[Action item]
Which of the lines below contain the string "display"? Copy each one.

───── Available records

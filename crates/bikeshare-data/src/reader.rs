//! CSV loading for the per-city trip datasets.
//!
//! Reads `chicago.csv`, `new_york_city.csv` or `washington.csv` from a data
//! directory and converts every row into a [`TripRecord`] with its calendar
//! fields attached.

use std::io::Read;
use std::path::{Path, PathBuf};

use bikeshare_core::error::{BikeshareError, Result};
use bikeshare_core::models::{City, Dataset, OptionalColumn, Presence, Schema, TripRecord};
use bikeshare_core::time_utils::parse_timestamp;
use serde::Deserialize;
use tracing::{debug, warn};

// ── Row shape ─────────────────────────────────────────────────────────────────

/// One CSV row as published. Numeric columns are read as text so that
/// `"1001.557"` durations and `"1992.0"` birth years can be handled here.
#[derive(Debug, Deserialize)]
struct RawTrip {
    #[serde(rename = "Start Time")]
    start_time: String,
    #[serde(rename = "End Time", default)]
    end_time: Option<String>,
    #[serde(rename = "Trip Duration", default)]
    trip_duration: Option<String>,
    #[serde(rename = "Start Station")]
    start_station: String,
    #[serde(rename = "End Station")]
    end_station: String,
    #[serde(rename = "User Type", default)]
    user_type: Option<String>,
    #[serde(rename = "Gender", default)]
    gender: Option<String>,
    #[serde(rename = "Birth Year", default)]
    birth_year: Option<String>,
}

// ── Public API ────────────────────────────────────────────────────────────────

/// Location of `city`'s dataset inside `data_dir`.
pub fn dataset_path(data_dir: &Path, city: City) -> PathBuf {
    data_dir.join(city.file_name())
}

/// Cities whose dataset file exists in `data_dir`.
pub fn available_cities(data_dir: &Path) -> Vec<City> {
    City::ALL
        .into_iter()
        .filter(|c| dataset_path(data_dir, *c).is_file())
        .collect()
}

/// Load `city`'s dataset from `data_dir`. The file is only read.
pub fn load_city(data_dir: &Path, city: City) -> Result<Dataset> {
    if !data_dir.is_dir() {
        return Err(BikeshareError::DataPathNotFound(data_dir.to_path_buf()));
    }

    let path = dataset_path(data_dir, city);
    let file = std::fs::File::open(&path).map_err(|source| BikeshareError::FileRead {
        path: path.clone(),
        source,
    })?;

    let dataset = read_dataset(file, city, &path)?;
    debug!(
        "Loaded {} trips for {} from {}",
        dataset.len(),
        city,
        path.display()
    );
    Ok(dataset)
}

/// Parse a dataset from any reader. `source` only labels error messages.
pub fn read_dataset<R: Read>(reader: R, city: City, source: &Path) -> Result<Dataset> {
    let mut csv_reader = csv::Reader::from_reader(reader);
    let headers = csv_reader.headers()?.clone();

    let schema = Schema::new(headers.iter());
    if let Some(column) = schema.missing_required() {
        return Err(BikeshareError::MissingColumn {
            path: source.to_path_buf(),
            column: column.to_string(),
        });
    }
    for column in OptionalColumn::ALL {
        if let Presence::Absent = schema.presence(column) {
            debug!("{} has no \"{}\" column", source.display(), column.header());
        }
    }

    let mut trips = Vec::new();
    let mut record = csv::StringRecord::new();
    while csv_reader.read_record(&mut record)? {
        let line = record.position().map(|p| p.line()).unwrap_or(0);
        let raw: RawTrip = record.deserialize(Some(&headers))?;
        trips.push(to_trip_record(trips.len(), line, raw)?);
    }

    if trips.is_empty() {
        warn!("{} contains a header but no trips", source.display());
    }

    Ok(Dataset::new(city, schema, trips))
}

// ── Internal helpers ──────────────────────────────────────────────────────────

fn to_trip_record(index: usize, line: u64, raw: RawTrip) -> Result<TripRecord> {
    let start_time = parse_timestamp(&raw.start_time)?;

    let duration_text = non_blank(raw.trip_duration).ok_or_else(|| BikeshareError::MalformedRow {
        line,
        reason: "missing Trip Duration".to_string(),
    })?;
    let trip_duration = parse_whole_seconds(&duration_text).ok_or_else(|| {
        BikeshareError::MalformedRow {
            line,
            reason: format!("invalid Trip Duration \"{}\"", duration_text),
        }
    })?;

    let mut trip = TripRecord::new(
        index,
        start_time,
        trip_duration,
        raw.start_station.trim(),
        raw.end_station.trim(),
    );

    trip.end_time = match non_blank(raw.end_time) {
        Some(text) => Some(parse_timestamp(&text)?),
        None => None,
    };
    trip.user_type = non_blank(raw.user_type);
    trip.gender = non_blank(raw.gender);
    trip.birth_year = match non_blank(raw.birth_year) {
        Some(text) => Some(parse_year(&text).ok_or_else(|| BikeshareError::MalformedRow {
            line,
            reason: format!("invalid Birth Year \"{}\"", text),
        })?),
        None => None,
    };

    Ok(trip)
}

/// `None` for absent, empty or whitespace-only values.
fn non_blank(value: Option<String>) -> Option<String> {
    value
        .map(|v| v.trim().to_string())
        .filter(|v| !v.is_empty())
}

/// Integer seconds, or a non-negative decimal truncated to whole seconds.
fn parse_whole_seconds(text: &str) -> Option<u64> {
    if let Ok(secs) = text.parse::<u64>() {
        return Some(secs);
    }
    let secs = text.parse::<f64>().ok()?;
    (secs.is_finite() && secs >= 0.0).then(|| secs.trunc() as u64)
}

/// Birth years are published as floats (`"1992.0"`) in some files.
fn parse_year(text: &str) -> Option<i32> {
    if let Ok(year) = text.parse::<i32>() {
        return Some(year);
    }
    let year = text.parse::<f64>().ok()?;
    (year.is_finite() && year.abs() < f64::from(i32::MAX)).then(|| year.trunc() as i32)
}

// ── Tests ─────────────────────────────────────────────────────────────────────

#[cfg(test)]
mod tests {
    use super::*;
    use chrono::Weekday;
    use tempfile::TempDir;

    const CHICAGO: &str = "\
,Start Time,End Time,Trip Duration,Start Station,End Station,User Type,Gender,Birth Year
1423854,2017-06-23 15:09:32,2017-06-23 15:14:53,321,Wood St & Hubbard St,Damen Ave & Chicago Ave,Subscriber,Male,1992.0
955915,2017-05-25 18:19:03,2017-05-25 18:45:53,1610,Theater on the Lake,Sheffield Ave & Waveland Ave,Subscriber,Female,1992.0
9031,2017-01-04 08:27:49,2017-01-04 08:34:45,416,May St & Taylor St,Wood St & Taylor St,Customer,,
";

    const WASHINGTON: &str = "\
,Start Time,End Time,Trip Duration,Start Station,End Station,User Type
1621326,2017-06-21 08:36:34,2017-06-21 08:44:43,489.066,14th & Belmont St NW,15th & K St NW,Subscriber
482740,2017-03-11 10:40:00,2017-03-11 10:46:00,402.549,Yuma St & Tenley Circle NW,Connecticut Ave & Yuma St NW,
";

    fn read(text: &str, city: City) -> Result<Dataset> {
        read_dataset(text.as_bytes(), city, Path::new("test.csv"))
    }

    #[test]
    fn test_read_full_schema() {
        let ds = read(CHICAGO, City::Chicago).unwrap();
        assert_eq!(ds.len(), 3);
        assert!(ds.schema.presence(OptionalColumn::Gender).is_present());
        assert!(ds.schema.presence(OptionalColumn::BirthYear).is_present());

        let first = &ds.trips[0];
        assert_eq!(first.index, 0);
        assert_eq!(first.trip_duration, 321);
        assert_eq!(first.start_station, "Wood St & Hubbard St");
        assert_eq!(first.month(), 6);
        assert_eq!(first.weekday(), Weekday::Fri);
        assert_eq!(first.hour(), 15);
        assert_eq!(first.gender.as_deref(), Some("Male"));
        assert_eq!(first.birth_year, Some(1992));
        assert!(first.end_time.is_some());
    }

    #[test]
    fn test_read_blank_optional_values_are_null() {
        let ds = read(CHICAGO, City::Chicago).unwrap();
        let last = &ds.trips[2];
        assert_eq!(last.gender, None);
        assert_eq!(last.birth_year, None);
        assert_eq!(last.user_type.as_deref(), Some("Customer"));
    }

    #[test]
    fn test_read_without_optional_columns() {
        let ds = read(WASHINGTON, City::Washington).unwrap();
        assert_eq!(ds.len(), 2);
        assert_eq!(ds.schema.presence(OptionalColumn::Gender), Presence::Absent);
        assert_eq!(ds.schema.presence(OptionalColumn::BirthYear), Presence::Absent);
        assert_eq!(ds.trips[0].trip_duration, 489);
        assert_eq!(ds.trips[1].user_type, None);
        assert_eq!(ds.trips[1].gender, None);
    }

    #[test]
    fn test_read_preserves_source_order() {
        let ds = read(CHICAGO, City::Chicago).unwrap();
        let indices: Vec<usize> = ds.trips.iter().map(|t| t.index).collect();
        assert_eq!(indices, vec![0, 1, 2]);
        assert_eq!(ds.trips[2].start_station, "May St & Taylor St");
    }

    #[test]
    fn test_read_missing_required_column() {
        let text = "Start Time,Start Station,End Station,User Type\n2017-01-01 00:00:00,A,B,Subscriber\n";
        match read(text, City::Chicago) {
            Err(BikeshareError::MissingColumn { column, .. }) => {
                assert_eq!(column, "Trip Duration")
            }
            other => panic!("expected MissingColumn, got {other:?}"),
        }
    }

    #[test]
    fn test_read_bad_timestamp_is_fatal() {
        let text = "Start Time,Trip Duration,Start Station,End Station,User Type\nyesterday,10,A,B,Customer\n";
        assert!(matches!(
            read(text, City::Chicago),
            Err(BikeshareError::TimestampParse(_))
        ));
    }

    #[test]
    fn test_read_bad_duration_reports_line() {
        let text = "Start Time,Trip Duration,Start Station,End Station,User Type\n\
                    2017-01-01 00:00:00,10,A,B,Customer\n\
                    2017-01-01 00:00:00,ten,A,B,Customer\n";
        match read(text, City::Chicago) {
            Err(BikeshareError::MalformedRow { line, reason }) => {
                assert_eq!(line, 3);
                assert!(reason.contains("ten"));
            }
            other => panic!("expected MalformedRow, got {other:?}"),
        }
    }

    #[test]
    fn test_read_missing_duration_is_fatal() {
        let text = "Start Time,Trip Duration,Start Station,End Station,User Type\n2017-01-01 00:00:00,,A,B,Customer\n";
        assert!(matches!(
            read(text, City::Chicago),
            Err(BikeshareError::MalformedRow { .. })
        ));
    }

    #[test]
    fn test_read_header_only() {
        let text = "Start Time,Trip Duration,Start Station,End Station,User Type\n";
        let ds = read(text, City::NewYorkCity).unwrap();
        assert!(ds.is_empty());
    }

    #[test]
    fn test_parse_whole_seconds() {
        assert_eq!(parse_whole_seconds("321"), Some(321));
        assert_eq!(parse_whole_seconds("489.966"), Some(489));
        assert_eq!(parse_whole_seconds("-3"), None);
        assert_eq!(parse_whole_seconds("abc"), None);
    }

    #[test]
    fn test_parse_year() {
        assert_eq!(parse_year("1992"), Some(1992));
        assert_eq!(parse_year("1992.0"), Some(1992));
        assert_eq!(parse_year("n/a"), None);
    }

    // ── load_city ─────────────────────────────────────────────────────────────

    #[test]
    fn test_load_city_from_directory() {
        let dir = TempDir::new().unwrap();
        std::fs::write(dir.path().join("chicago.csv"), CHICAGO).unwrap();

        let ds = load_city(dir.path(), City::Chicago).unwrap();
        assert_eq!(ds.city, City::Chicago);
        assert_eq!(ds.len(), 3);
    }

    #[test]
    fn test_load_city_is_deterministic_and_read_only() {
        let dir = TempDir::new().unwrap();
        let path = dir.path().join("washington.csv");
        std::fs::write(&path, WASHINGTON).unwrap();

        let a = load_city(dir.path(), City::Washington).unwrap();
        let b = load_city(dir.path(), City::Washington).unwrap();
        assert_eq!(a.trips, b.trips);
        assert_eq!(std::fs::read_to_string(&path).unwrap(), WASHINGTON);
    }

    #[test]
    fn test_load_city_missing_file() {
        let dir = TempDir::new().unwrap();
        match load_city(dir.path(), City::NewYorkCity) {
            Err(BikeshareError::FileRead { path, .. }) => {
                assert!(path.ends_with("new_york_city.csv"))
            }
            other => panic!("expected FileRead, got {other:?}"),
        }
    }

    #[test]
    fn test_load_city_missing_directory() {
        let missing = Path::new("/tmp/does-not-exist-bikeshare-test-xyz");
        assert!(matches!(
            load_city(missing, City::Chicago),
            Err(BikeshareError::DataPathNotFound(_))
        ));
    }

    #[test]
    fn test_available_cities() {
        let dir = TempDir::new().unwrap();
        std::fs::write(dir.path().join("washington.csv"), WASHINGTON).unwrap();
        std::fs::write(dir.path().join("chicago.csv"), CHICAGO).unwrap();
        assert_eq!(
            available_cities(dir.path()),
            vec![City::Chicago, City::Washington]
        );
    }
}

──────────

[Exercise result]
        path.display()
            debug!("{} has no \"{}\" column", source.display(), column.header());
        warn!("{} contains a header but no trips", source.display());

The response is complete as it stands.